By Selena Larson
Several East Valley economic development and professional organizations are teaming up for the Angel Investor Boot Camp, a program providing educational information for investing in small companies.
East Valley economic developers from Tempe, Mesa and Chandler, in partnership with Phoenix Law office Quarles & Brady; Arizona Technology Investor Forum (ATIF), a group of angel investors specializing in technology business; venture accelerator and management firm Tallwave; and Local First Arizona, will be presenting the educational series in each city through 2012. Potential investors can learn the basics of investing in new companies as well as learn about the exciting entrepreneur business blossoming in the Valley.
“We want to show investors there is more to invest in Arizona than just real estate,” said Micah Miranda, Economic Development Specialist for the City of Tempe.
The educational seminars are scheduled to happen once a quarter throughout the East Valley. The first, with 30 participants, was in January.

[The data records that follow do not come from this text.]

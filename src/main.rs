use anyhow::{Context, Result};
use tracing_subscriber::EnvFilter;

use cursor_monitor::{MonitorSnapshot, MonitorSnapshotResolver, Rect, Resolution, ResolverConfig};

const REFERENCE_DPI_VAR: &str = "CURSOR_MONITOR_REFERENCE_DPI";

fn main() -> Result<()> {
    tracing_subscriber::fmt()
        .with_env_filter(
            EnvFilter::try_from_default_env().unwrap_or_else(|_| EnvFilter::new("warn")),
        )
        .with_writer(std::io::stderr)
        .init();

    let config = load_config()?;
    let resolver = MonitorSnapshotResolver::with_config(config);

    println!("=== Cursor Monitor ===");

    match resolver.resolve_at_cursor() {
        Resolution::Resolved(monitor) => print_snapshot(&monitor),
        Resolution::Unresolved => {
            eprintln!("No monitor could be resolved under the cursor.");
            std::process::exit(1);
        }
    }

    Ok(())
}

fn load_config() -> Result<ResolverConfig> {
    let Ok(raw) = std::env::var(REFERENCE_DPI_VAR) else {
        return Ok(ResolverConfig::default());
    };

    let dpi: u32 = raw
        .trim()
        .parse()
        .with_context(|| format!("{REFERENCE_DPI_VAR}={raw:?} is not a DPI value"))?;

    Ok(ResolverConfig::builder()
        .reference_dpi(dpi)
        .with_context(|| format!("{REFERENCE_DPI_VAR}={raw:?} rejected"))?
        .build())
}

fn print_snapshot(monitor: &MonitorSnapshot) {
    println!(
        "Monitor:   {}  {}x{}{}",
        fmt_rect(monitor.monitor_area()),
        monitor.width(),
        monitor.height(),
        if monitor.is_primary() { "  (primary)" } else { "" },
    );
    println!(
        "Work area: {}  {}x{}",
        fmt_rect(monitor.work_area()),
        monitor.work_area_width(),
        monitor.work_area_height(),
    );
    println!("Scale:     {:.2}", monitor.scale_factor().get());
    println!(
        "Logical work area: ({:.1}, {:.1}) {:.1}x{:.1}",
        monitor.logical_work_area_left(),
        monitor.logical_work_area_top(),
        monitor.logical_work_area_width(),
        monitor.logical_work_area_height(),
    );
}

fn fmt_rect(r: Rect) -> String {
    format!("({}, {}) - ({}, {})", r.left(), r.top(), r.right(), r.bottom())
}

“The idea is that angel investors may not know what is available,” said Tempe Councilwoman Onnie Shekerjian, Chair of the Council Committee on Technology, Economic & Community Development. “We want to give people the knowledge available and how to connect with entrepreneurs.”

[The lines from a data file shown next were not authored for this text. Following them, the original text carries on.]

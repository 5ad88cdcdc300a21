//! Which monitor is the mouse cursor on, and how much of it is usable?
//!
//! [`resolve_at_cursor`] answers with a [`MonitorSnapshot`]: the monitor's
//! bounds, its work area (bounds minus taskbars), whether it is the primary
//! display, and the desktop scale factor used to turn native pixels into
//! logical ones.
//!
//! ```no_run
//! use cursor_monitor::Resolution;
//!
//! match cursor_monitor::resolve_at_cursor() {
//!     Resolution::Resolved(monitor) => println!(
//!         "{}x{} logical work area",
//!         monitor.logical_work_area_width(),
//!         monitor.logical_work_area_height(),
//!     ),
//!     Resolution::Unresolved => println!("no monitor, using default layout"),
//! }
//! ```

mod config;
mod error;
pub mod monitor;
pub mod platform;

pub use config::{BASE_DPI, ResolverConfig};
pub use error::{MonitorError, MonitorResult};
pub use monitor::{MonitorSnapshot, MonitorSnapshotResolver, Point, Rect, Resolution, ScaleFactor};
pub use platform::{DisplayBackend, DisplayDescriptor, SystemBackend};

/// Resolve the monitor under the cursor with the default configuration.
pub fn resolve_at_cursor() -> Resolution {
    MonitorSnapshotResolver::new().resolve_at_cursor()
}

According to the National Bureau of Economic Research, startups and young firms play an important role in job creation, at almost a disproportionate level. With the continued rise in small business incubators across the Valley, it is clear many people are engaged and interested in the startup culture.
“The hope is that there is an increased likelihood of businesses staying in Tempe after they secure funding to launch their projects,” Councilwoman Shekerjian said.
Participants in the Angel Investor Boot Camps will get answers to frequently asked questions, including: Who are angel investors? How do they assess risk? How do they value opportunities? With answers to these questions, East Valley investors can look into funding tech startups.
In the East Valley, many cities rely on technology businesses as a source of job growth. In Tempe, 20 percent of jobs are based in tech companies, and in Chandler a similar amount.
The reliance on the technology industry continues to be recognized throughout the state. Earlier this year, the Arizona Commerce Authority (ACA) introduced a $3 million Arizona Innovation Challenge aimed at pioneering technology companies, the country’s largest monetary award for a technology commercialization challenge.
According to the ACA, “Arizona technology businesses are the state’s engine for economic transformation through wealth and job creation.”
East Valley economic developers have recognized this idea and decided to begin a program to teach investors how to rethink putting their money to work.
In 2011, the number of venture capital deals per 1 million residents in the country was around 11. In Arizona, the number was significantly below the national average at three. However, according to the City of Tempe, Arizona compares very favorably in its ability to secure Small Business Innovation Research (SBIR) and Small Business Technology Transfer (STTR) grants, which are a measure of a regions’ climate for innovative activity.
James Goulka, Managing Director for ATIF presented at the first Angel Investor Boot Camp in January, and stressed to the audience the importance of diversifying your portfolio, and that technology is a good place to invest.
“The kind of jobs created are high-paying jobs,” Goulka said. “As business grows, demand for other amenities and benefits grows as well. Everyone likes hanging out at successful places.”
The Arizona Technology Investor Forum, comprised of 46 investors, seeks out promising tech startups. This year, ATIF has invested almost $600,000 in new technology companies. One of their success stories is a technology business that has grown from six employees to 70 since the end of 2010.
Taking the lead in developing a start-up community in Tempe is Arizona State University and collaboration with the private sector. The hope is to overcome the challenge of limited access to angel and venture capital.
“The capital isn’t congruent with the high level of innovation,” Miranda said. “Brilliant individuals are living and working in the Valley, but there is no capital resources to develop a high technology cluster.”
The angel investor educational seminars, which attracted 30 attendees to the first meeting, will provide a framework and introduce businesses to the angel groups.
Kimber Lanning, Director of Local First Arizona, is excited about this new venture and the possibilities in opens up for businesses in Arizona. “We are finding innovators everywhere and bringing them to the table,” Lanning said.
As technology startups continue to grow and bring new business to Arizona, East Valley leadership wants to provide a reason for them to stay in Arizona. By encouraging funding from angel investors and partnerships with business leaders, the Valley can begin to develop as a technology cluster.